RFC6583 - Operational Neighbor Discovery Problems
Venue
IETF RFCs, Internet Engineering Task Force (2012)
Publication Year
2012
Authors
Warren Kumari, Igor Gashinsky, Yahoo!, Joel Jaeggli, Zynga
BibTeX
Abstract
In IPv4, subnets are generally small, made just large enough to cover the actual
number of machines on the subnet. In contrast, the default IPv6 subnet size is a
/64, a number so large it covers trillions of addresses, the overwhelming number of
which will be unassigned. Consequently, simplistic implementations of Neighbor
Discovery (ND) can be vulnerable to deliberate or accidental denial of service
(DoS), whereby they attempt to perform address resolution for large numbers of
unassigned addresses. Such denial-of-service attacks can be launched intentionally
(by an attacker) or result from legitimate operational tools or accident
conditions.
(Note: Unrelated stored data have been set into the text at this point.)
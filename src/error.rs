use axum::{
    http::StatusCode,
    response::{IntoResponse, Response},
    Json,
};
use serde_json::json;
use thiserror::Error;
use uuid::Uuid;

use crate::models::VoteStatus;

/// Chyby validace hlasování. Vrací je čisté jádro, nikdy je nepolyká.
#[derive(Error, Debug, Clone, PartialEq, Eq)]
pub enum VotingError {
    #[error("Hlasování není aktivní")]
    VoteNotActive,

    #[error("Hlasování není v aktivním období")]
    OutsideVotingWindow,

    #[error("Člen {0} není v seznamu členů budovy")]
    UnknownMember(Uuid),

    #[error("Otázka {0} nepatří k tomuto hlasování")]
    UnknownQuestion(Uuid),

    #[error("Hlasovací lístek není úplný: chybí volba pro otázku {0}")]
    IncompleteBallot(Uuid),

    #[error("Otázka {0} je na hlasovacím lístku vícekrát")]
    DuplicateChoice(Uuid),

    #[error("Za člena {0} již bylo hlasováno")]
    AlreadyVoted(Uuid),

    #[error("Za člena {member} může hlasovat pouze jeho zástupce {representative}")]
    NotRepresentative { member: Uuid, representative: Uuid },

    #[error("Neplatné vlastní kvórum {numerator}/{denominator}")]
    InvalidQuorumFraction { numerator: u32, denominator: u32 },

    #[error("Nelze přejít ze stavu {from} do stavu {to}")]
    InvalidTransition { from: VoteStatus, to: VoteStatus },

    #[error("Hlasování ve stavu {0} nelze upravovat")]
    NotEditable(VoteStatus),

    #[error("Člen nemůže zastupovat sám sebe")]
    SelfRepresentation,

    #[error("Zástupce {0} není členem této budovy")]
    RepresentativeOutsideRoster(Uuid),

    #[error("Název nesmí být prázdný")]
    EmptyTitle,

    #[error("Hlasování musí obsahovat alespoň jednu otázku")]
    NoQuestions,

    #[error("Délka hlasování musí být 1 až 365 dní")]
    InvalidDuration,

    #[error("Neplatný e-mail pozorovatele: {0}")]
    InvalidObserverEmail(String),

    #[error("Neplatný hlasovací odkaz")]
    UnknownToken,
}

impl VotingError {
    fn code(&self) -> &'static str {
        match self {
            VotingError::VoteNotActive | VotingError::OutsideVotingWindow => "VOTE_NOT_ACTIVE",
            VotingError::AlreadyVoted(_) => "ALREADY_VOTED",
            VotingError::NotRepresentative { .. } => "NOT_REPRESENTATIVE",
            VotingError::InvalidTransition { .. } | VotingError::NotEditable(_) => {
                "INVALID_TRANSITION"
            }
            VotingError::UnknownToken => "INVALID_TOKEN",
            _ => "VALIDATION_ERROR",
        }
    }

    fn status(&self) -> StatusCode {
        match self {
            VotingError::AlreadyVoted(_) => StatusCode::CONFLICT,
            VotingError::NotRepresentative { .. } => StatusCode::FORBIDDEN,
            VotingError::UnknownToken => StatusCode::NOT_FOUND,
            VotingError::VoteNotActive
            | VotingError::OutsideVotingWindow
            | VotingError::InvalidTransition { .. }
            | VotingError::NotEditable(_) => StatusCode::BAD_REQUEST,
            _ => StatusCode::UNPROCESSABLE_ENTITY,
        }
    }
}

#[derive(Error, Debug)]
pub enum AppError {
    #[error("Nenalezeno: {0}")]
    NotFound(String),

    #[error("Neplatný požadavek: {0}")]
    BadRequest(String),

    #[error("Konflikt: {0}")]
    Conflict(String),

    #[error("Chyba validace: {0}")]
    Validation(String),

    #[error(transparent)]
    Voting(#[from] VotingError),

    #[error("Chyba databáze: {0}")]
    Database(#[from] sqlx::Error),

    #[error("Interní chyba: {0}")]
    Internal(String),
}

impl From<validator::ValidationErrors> for AppError {
    fn from(errors: validator::ValidationErrors) -> Self {
        AppError::Validation(errors.to_string())
    }
}

impl IntoResponse for AppError {
    fn into_response(self) -> Response {
        let (status, error_code, message) = match &self {
            AppError::NotFound(msg) => (StatusCode::NOT_FOUND, "NOT_FOUND", msg.clone()),
            AppError::BadRequest(msg) => (StatusCode::BAD_REQUEST, "BAD_REQUEST", msg.clone()),
            AppError::Conflict(msg) => (StatusCode::CONFLICT, "CONFLICT", msg.clone()),
            AppError::Validation(msg) => (
                StatusCode::UNPROCESSABLE_ENTITY,
                "VALIDATION_ERROR",
                msg.clone(),
            ),
            AppError::Voting(e) => (e.status(), e.code(), e.to_string()),
            AppError::Database(e) => {
                tracing::error!("Database error: {:?}", e);
                (
                    StatusCode::INTERNAL_SERVER_ERROR,
                    "DATABASE_ERROR",
                    "Chyba databáze".to_string(),
                )
            }
            AppError::Internal(msg) => {
                tracing::error!("Internal error: {}", msg);
                (
                    StatusCode::INTERNAL_SERVER_ERROR,
                    "INTERNAL_ERROR",
                    "Interní chyba".to_string(),
                )
            }
        };

        let body = Json(json!({
            "success": false,
            "error": {
                "code": error_code,
                "message": message
            }
        }));

        (status, body).into_response()
    }
}

pub type AppResult<T> = Result<T, AppError>;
As a result of these vulnerabilities, new devices may not be able to
"join" a network, it may be impossible to establish new IPv6 flows, and existing
IPv6 transported flows may be interrupted.
This document describes the potential for DoS in detail and suggests possible implementation improvements as well as operational mitigation techniques that can, in some cases, be used to protect against or at least alleviate the impact of such attacks.